In this exercise, reproduce the whole listing exactly.
(Beginning of EXERCISE INPUT)
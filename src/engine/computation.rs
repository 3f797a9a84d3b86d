//! The `Computation` trait every algorithm implements, the `MessageSender`
//! capability an `Agent` injects into a computation exactly once, and
//! `VariableComputationBase`, the shared state (current value, cycle
//! count, termination flags) every variable-oriented algorithm embeds —
//! grounded in how `dpop.py`/`dsa.py`/`syncbb.py` all call
//! `register`/`post_msg`/`value_selection`/`new_cycle`/`stop`/`finished` on
//! their common `VariableComputation` base class.

use std::sync::Arc;

use rand::Rng;
use serde_json::Value as Json;

use crate::domain::{Value, Variable};
use crate::engine::message::Message;
use crate::error::{ComputationError, DcopError};

/// The capability to hand a message to another computation's mailbox. An
/// `Agent` implements this once per hosted computation and injects it via
/// `Computation::set_sender`.
pub trait MessageSender: Send + Sync {
    fn post(&self, target: &str, message: Message);
}

/// A live, message-driven unit of computation hosted on exactly one agent.
pub trait Computation: Send {
    fn name(&self) -> &str;

    /// The message types this computation's `dispatch` understands. An
    /// agent rejects any message whose tag is absent from this list with
    /// `ComputationError::UnhandledMessage` rather than invoking `dispatch`.
    fn message_types(&self) -> &'static [&'static str];

    /// Injected exactly once by the hosting agent, right before
    /// `on_start`. A second call is a programming error
    /// (`ComputationError::DuplicateSenderInjection`).
    fn set_sender(&mut self, sender: Arc<dyn MessageSender>) -> Result<(), ComputationError>;

    /// Called once, after the sender has been injected.
    fn on_start(&mut self);

    /// Handle one message already known to be of a registered type. The
    /// full `DcopError` taxonomy is available here (not just
    /// `ComputationError`) since a handler may also detect a relation-shape
    /// problem or a protocol violation specific to its algorithm.
    fn dispatch(
        &mut self,
        sender: &str,
        msg_type: &str,
        content: &Json,
    ) -> Result<(), DcopError>;

    fn is_finished(&self) -> bool;

    /// The value and cost this computation settled on, once finished —
    /// `None` while still running. The hosting `Agent` reads this right
    /// before evicting a finished computation from its table, so a harness
    /// can still recover `current_value`/`current_cost` afterwards
    /// (spec.md §7's `{assignment, cost, ...}` run result).
    fn finished_state(&self) -> Option<(Value, Option<i64>)>;
}

/// Shared bookkeeping for a computation whose job is to decide the value of
/// exactly one `Variable`. DPOP, DSA and SyncBB each embed one of these and
/// delegate the mechanical parts (`post_msg`, cycle counting,
/// `value_selection`, termination) to it.
pub struct VariableComputationBase {
    name: String,
    pub variable: Arc<Variable>,
    pub current_value: Option<Value>,
    pub current_cost: Option<i64>,
    cycle_count: u64,
    finished: bool,
    stopped: bool,
    sender: Option<Arc<dyn MessageSender>>,
}

impl VariableComputationBase {
    pub fn new(variable: Arc<Variable>) -> Self {
        VariableComputationBase {
            name: variable.name().to_string(),
            variable,
            current_value: None,
            current_cost: None,
            cycle_count: 0,
            finished: false,
            stopped: false,
            sender: None,
        }
    }

    pub fn name(&self) -> &str {
        &self.name
    }

    pub fn set_sender(&mut self, sender: Arc<dyn MessageSender>) -> Result<(), ComputationError> {
        if self.sender.is_some() {
            return Err(ComputationError::DuplicateSenderInjection(self.name.clone()));
        }
        self.sender = Some(sender);
        Ok(())
    }

    /// Hand `message` to `target`'s mailbox. Errors (rather than silently
    /// dropping) if this computation has already finished, or if no sender
    /// was ever injected — both are programming errors, not normal runtime
    /// conditions.
    pub fn post_msg(&self, target: &str, message: Message) -> Result<(), ComputationError> {
        if self.finished {
            return Err(ComputationError::PostAfterFinish(self.name.clone()));
        }
        let sender = self
            .sender
            .as_ref()
            .ok_or_else(|| ComputationError::PostAfterFinish(self.name.clone()))?;
        sender.post(target, message);
        Ok(())
    }

    /// Advance and return the local cycle counter (pydcop's `new_cycle`).
    pub fn new_cycle(&mut self) -> u64 {
        self.cycle_count += 1;
        self.cycle_count
    }

    pub fn cycle_count(&self) -> u64 {
        self.cycle_count
    }

    /// Record the decided value and its cost (pydcop's `value_selection`).
    pub fn value_selection(&mut self, value: Value, cost: Option<i64>) {
        tracing::info!(computation = %self.name, value = %value, cost = ?cost, "value selected");
        self.current_value = Some(value);
        self.current_cost = cost;
    }

    /// Pick uniformly at random among the variable's domain, with no
    /// associated cost yet known (pydcop's `random_value_selection`, used
    /// when a computation has no constraints to optimize against).
    pub fn random_value_selection(&mut self, rng: &mut impl Rng) {
        let domain = self.variable.domain();
        let idx = rng.gen_range(0..domain.len());
        let value = domain.values()[idx].clone();
        self.value_selection(value, None);
    }

    pub fn stop(&mut self) {
        self.stopped = true;
    }

    pub fn finished(&mut self) {
        tracing::debug!(computation = %self.name, "finished");
        self.finished = true;
    }

    /// Stop and finish in one call, after recording the final value
    /// (pydcop's `select_value_and_finish`).
    pub fn select_value_and_finish(&mut self, value: Value, cost: i64) {
        self.value_selection(value, Some(cost));
        self.stop();
        self.finished();
    }

    pub fn is_stopped(&self) -> bool {
        self.stopped
    }

    pub fn is_finished(&self) -> bool {
        self.finished
    }

    /// The decided value and cost, once `finished()` has been called —
    /// `None` beforehand.
    pub fn finished_state(&self) -> Option<(Value, Option<i64>)> {
        if !self.finished {
            return None;
        }
        self.current_value.clone().map(|v| (v, self.current_cost))
    }
}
(End of EXERCISE INPUT)
## RESPONSE AREA
filename src/engine/computation.rs
repository 3f797a9a84d3b86d
//! The `Computation` trait every algorithm implements, the `MessageSender`
//! capability an `Agent` injects into a computation exactly once, and
//! `VariableComputationBase`, the shared state (current value, cycle
//! count, termination flags) every variable-oriented algorithm embeds —
//! grounded in how `dpop.py`/`dsa.py`/`syncbb.py` all call
//! `register`/`post_msg`/`value_selection`/`new_cycle`/`stop`/`finished` on
//! their common `VariableComputation` base class.

use std::sync::Arc;

use rand::Rng;
use serde_json::Value as Json;

use crate::domain::{Value, Variable};
use crate::engine::message::Message;
use crate::error::{ComputationError, DcopError};

/// The capability to hand a message to another computation's mailbox. An
/// `Agent` implements this once per hosted computation and injects it via
/// `Computation::set_sender`.
pub trait MessageSender: Send + Sync {
    fn post(&self, target: &str, message: Message);
}

/// A live, message-driven unit of computation hosted on exactly one agent.
pub trait Computation: Send {
    fn name(&self) -> &str;

    /// The message types this computation's `dispatch` understands. An
    /// agent rejects any message whose tag is absent from this list with
    /// `ComputationError::UnhandledMessage` rather than invoking `dispatch`.
    fn message_types(&self) -> &'static [&'static str];

    /// Injected exactly once by the hosting agent, right before
    /// `on_start`. A second call is a programming error
    /// (`ComputationError::DuplicateSenderInjection`).
    fn set_sender(&mut self, sender: Arc<dyn MessageSender>) -> Result<(), ComputationError>;

    /// Called once, after the sender has been injected.
    fn on_start(&mut self);

    /// Handle one message already known to be of a registered type. The
    /// full `DcopError` taxonomy is available here (not just
    /// `ComputationError`) since a handler may also detect a relation-shape
    /// problem or a protocol violation specific to its algorithm.
    fn dispatch(
        &mut self,
        sender: &str,
        msg_type: &str,
        content: &Json,
    ) -> Result<(), DcopError>;

    fn is_finished(&self) -> bool;

    /// The value and cost this computation settled on, once finished —
    /// `None` while still running. The hosting `Agent` reads this right
    /// before evicting a finished computation from its table, so a harness
    /// can still recover `current_value`/`current_cost` afterwards
    /// (spec.md §7's `{assignment, cost, ...}` run result).
    fn finished_state(&self) -> Option<(Value, Option<i64>)>;
}

/// Shared bookkeeping for a computation whose job is to decide the value of
/// exactly one `Variable`. DPOP, DSA and SyncBB each embed one of these and
/// delegate the mechanical parts (`post_msg`, cycle counting,
/// `value_selection`, termination) to it.
pub struct VariableComputationBase {
    name: String,
    pub variable: Arc<Variable>,
    pub current_value: Option<Value>,
    pub current_cost: Option<i64>,
    cycle_count: u64,
    finished: bool,
    stopped: bool,
    sender: Option<Arc<dyn MessageSender>>,
}

impl VariableComputationBase {
    pub fn new(variable: Arc<Variable>) -> Self {
        VariableComputationBase {
            name: variable.name().to_string(),
            variable,
            current_value: None,
            current_cost: None,
            cycle_count: 0,
            finished: false,
            stopped: false,
            sender: None,
        }
    }

    pub fn name(&self) -> &str {
        &self.name
    }

    pub fn set_sender(&mut self, sender: Arc<dyn MessageSender>) -> Result<(), ComputationError> {
        if self.sender.is_some() {
            return Err(ComputationError::DuplicateSenderInjection(self.name.clone()));
        }
        self.sender = Some(sender);
        Ok(())
    }

    /// Hand `message` to `target`'s mailbox. Errors (rather than silently
    /// dropping) if this computation has already finished, or if no sender
    /// was ever injected — both are programming errors, not normal runtime
    /// conditions.
    pub fn post_msg(&self, target: &str, message: Message) -> Result<(), ComputationError> {
        if self.finished {
            return Err(ComputationError::PostAfterFinish(self.name.clone()));
        }
        let sender = self
            .sender
            .as_ref()
            .ok_or_else(|| ComputationError::PostAfterFinish(self.name.clone()))?;
        sender.post(target, message);
        Ok(())
    }

    /// Advance and return the local cycle counter (pydcop's `new_cycle`).
    pub fn new_cycle(&mut self) -> u64 {
        self.cycle_count += 1;
        self.cycle_count
    }

    pub fn cycle_count(&self) -> u64 {
        self.cycle_count
    }

    /// Record the decided value and its cost (pydcop's `value_selection`).
    pub fn value_selection(&mut self, value: Value, cost: Option<i64>) {
        tracing::info!(computation = %self.name, value = %value, cost = ?cost, "value selected");
        self.current_value = Some(value);
        self.current_cost = cost;
    }

    /// Pick uniformly at random among the variable's domain, with no
    /// associated cost yet known (pydcop's `random_value_selection`, used
    /// when a computation has no constraints to optimize against).
    pub fn random_value_selection(&mut self, rng: &mut impl Rng) {
        let domain = self.variable.domain();
        let idx = rng.gen_range(0..domain.len());
        let value = domain.values()[idx].clone();
        self.value_selection(value, None);
    }

    pub fn stop(&mut self) {
        self.stopped = true;
    }

    pub fn finished(&mut self) {
        tracing::debug!(computation = %self.name, "finished");
        self.finished = true;
    }

    /// Stop and finish in one call, after recording the final value
    /// (pydcop's `select_value_and_finish`).
    pub fn select_value_and_finish(&mut self, value: Value, cost: i64) {
        self.value_selection(value, Some(cost));
        self.stop();
        self.finished();
    }

    pub fn is_stopped(&self) -> bool {
        self.stopped
    }

    pub fn is_finished(&self) -> bool {
        self.finished
    }

    /// The decided value and cost, once `finished()` has been called —
    /// `None` beforehand.
    pub fn finished_state(&self) -> Option<(Value, Option<i64>)> {
        if !self.finished {
            return None;
        }
        self.current_value.clone().map(|v| (v, self.current_cost))
    }
}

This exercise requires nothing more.